*Material for this task*:
+ + +
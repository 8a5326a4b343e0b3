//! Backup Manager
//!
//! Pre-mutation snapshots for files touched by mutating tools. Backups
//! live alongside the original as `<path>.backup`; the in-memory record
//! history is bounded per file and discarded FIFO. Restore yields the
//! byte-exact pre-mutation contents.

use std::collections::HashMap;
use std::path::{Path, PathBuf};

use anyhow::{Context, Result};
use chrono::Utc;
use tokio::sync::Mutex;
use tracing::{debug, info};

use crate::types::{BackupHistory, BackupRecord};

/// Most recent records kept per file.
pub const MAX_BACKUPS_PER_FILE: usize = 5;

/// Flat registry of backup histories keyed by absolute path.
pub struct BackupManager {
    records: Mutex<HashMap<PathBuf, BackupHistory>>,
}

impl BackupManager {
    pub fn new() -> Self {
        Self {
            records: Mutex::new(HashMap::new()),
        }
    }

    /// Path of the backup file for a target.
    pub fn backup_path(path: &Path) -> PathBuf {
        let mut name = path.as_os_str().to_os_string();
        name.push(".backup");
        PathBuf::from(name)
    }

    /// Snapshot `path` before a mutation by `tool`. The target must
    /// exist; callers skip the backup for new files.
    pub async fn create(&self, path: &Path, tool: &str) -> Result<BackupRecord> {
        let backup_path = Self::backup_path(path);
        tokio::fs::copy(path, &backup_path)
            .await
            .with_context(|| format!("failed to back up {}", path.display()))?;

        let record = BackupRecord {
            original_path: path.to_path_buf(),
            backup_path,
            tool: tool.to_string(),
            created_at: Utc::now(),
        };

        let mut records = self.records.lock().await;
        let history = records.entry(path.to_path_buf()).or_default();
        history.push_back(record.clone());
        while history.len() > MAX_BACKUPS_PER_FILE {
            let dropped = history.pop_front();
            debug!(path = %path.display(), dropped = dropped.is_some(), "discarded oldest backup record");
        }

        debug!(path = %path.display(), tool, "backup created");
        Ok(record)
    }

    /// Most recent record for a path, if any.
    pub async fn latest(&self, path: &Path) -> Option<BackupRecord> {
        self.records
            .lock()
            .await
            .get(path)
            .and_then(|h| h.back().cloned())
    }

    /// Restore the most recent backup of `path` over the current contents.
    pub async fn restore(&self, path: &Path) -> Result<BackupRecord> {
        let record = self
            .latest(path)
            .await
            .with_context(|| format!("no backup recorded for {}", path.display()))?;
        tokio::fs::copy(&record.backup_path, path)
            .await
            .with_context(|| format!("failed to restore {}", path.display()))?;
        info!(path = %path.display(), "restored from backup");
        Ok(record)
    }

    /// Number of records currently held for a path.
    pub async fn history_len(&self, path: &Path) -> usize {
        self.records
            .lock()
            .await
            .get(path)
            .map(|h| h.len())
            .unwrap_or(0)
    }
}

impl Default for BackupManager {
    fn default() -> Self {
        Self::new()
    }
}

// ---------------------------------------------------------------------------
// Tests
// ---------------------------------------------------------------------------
+ + +
*What this task involves*:
Restate the records above in full, keeping each line exactly as it stands.

*Written solution*:
repository 8a5326a4b343e0b3
//! Backup Manager
//!
//! Pre-mutation snapshots for files touched by mutating tools. Backups
//! live alongside the original as `<path>.backup`; the in-memory record
//! history is bounded per file and discarded FIFO. Restore yields the
//! byte-exact pre-mutation contents.

use std::collections::HashMap;
use std::path::{Path, PathBuf};

use anyhow::{Context, Result};
use chrono::Utc;
use tokio::sync::Mutex;
use tracing::{debug, info};

use crate::types::{BackupHistory, BackupRecord};

/// Most recent records kept per file.
pub const MAX_BACKUPS_PER_FILE: usize = 5;

/// Flat registry of backup histories keyed by absolute path.
pub struct BackupManager {
    records: Mutex<HashMap<PathBuf, BackupHistory>>,
}

impl BackupManager {
    pub fn new() -> Self {
        Self {
            records: Mutex::new(HashMap::new()),
        }
    }

    /// Path of the backup file for a target.
    pub fn backup_path(path: &Path) -> PathBuf {
        let mut name = path.as_os_str().to_os_string();
        name.push(".backup");
        PathBuf::from(name)
    }

    /// Snapshot `path` before a mutation by `tool`. The target must
    /// exist; callers skip the backup for new files.
    pub async fn create(&self, path: &Path, tool: &str) -> Result<BackupRecord> {
        let backup_path = Self::backup_path(path);
        tokio::fs::copy(path, &backup_path)
            .await
            .with_context(|| format!("failed to back up {}", path.display()))?;

        let record = BackupRecord {
            original_path: path.to_path_buf(),
            backup_path,
            tool: tool.to_string(),
            created_at: Utc::now(),
        };

        let mut records = self.records.lock().await;
        let history = records.entry(path.to_path_buf()).or_default();
        history.push_back(record.clone());
        while history.len() > MAX_BACKUPS_PER_FILE {
            let dropped = history.pop_front();
            debug!(path = %path.display(), dropped = dropped.is_some(), "discarded oldest backup record");
        }

        debug!(path = %path.display(), tool, "backup created");
        Ok(record)
    }

    /// Most recent record for a path, if any.
    pub async fn latest(&self, path: &Path) -> Option<BackupRecord> {
        self.records
            .lock()
            .await
            .get(path)
            .and_then(|h| h.back().cloned())
    }

    /// Restore the most recent backup of `path` over the current contents.
    pub async fn restore(&self, path: &Path) -> Result<BackupRecord> {
        let record = self
            .latest(path)
            .await
            .with_context(|| format!("no backup recorded for {}", path.display()))?;
        tokio::fs::copy(&record.backup_path, path)
            .await
            .with_context(|| format!("failed to restore {}", path.display()))?;
        info!(path = %path.display(), "restored from backup");
        Ok(record)
    }

    /// Number of records currently held for a path.
    pub async fn history_len(&self, path: &Path) -> usize {
        self.records
            .lock()
            .await
            .get(path)
            .map(|h| h.len())
            .unwrap_or(0)
    }
}

impl Default for BackupManager {
    fn default() -> Self {
        Self::new()
    }
}

// ---------------------------------------------------------------------------
// Tests
// ---------------------------------------------------------------------------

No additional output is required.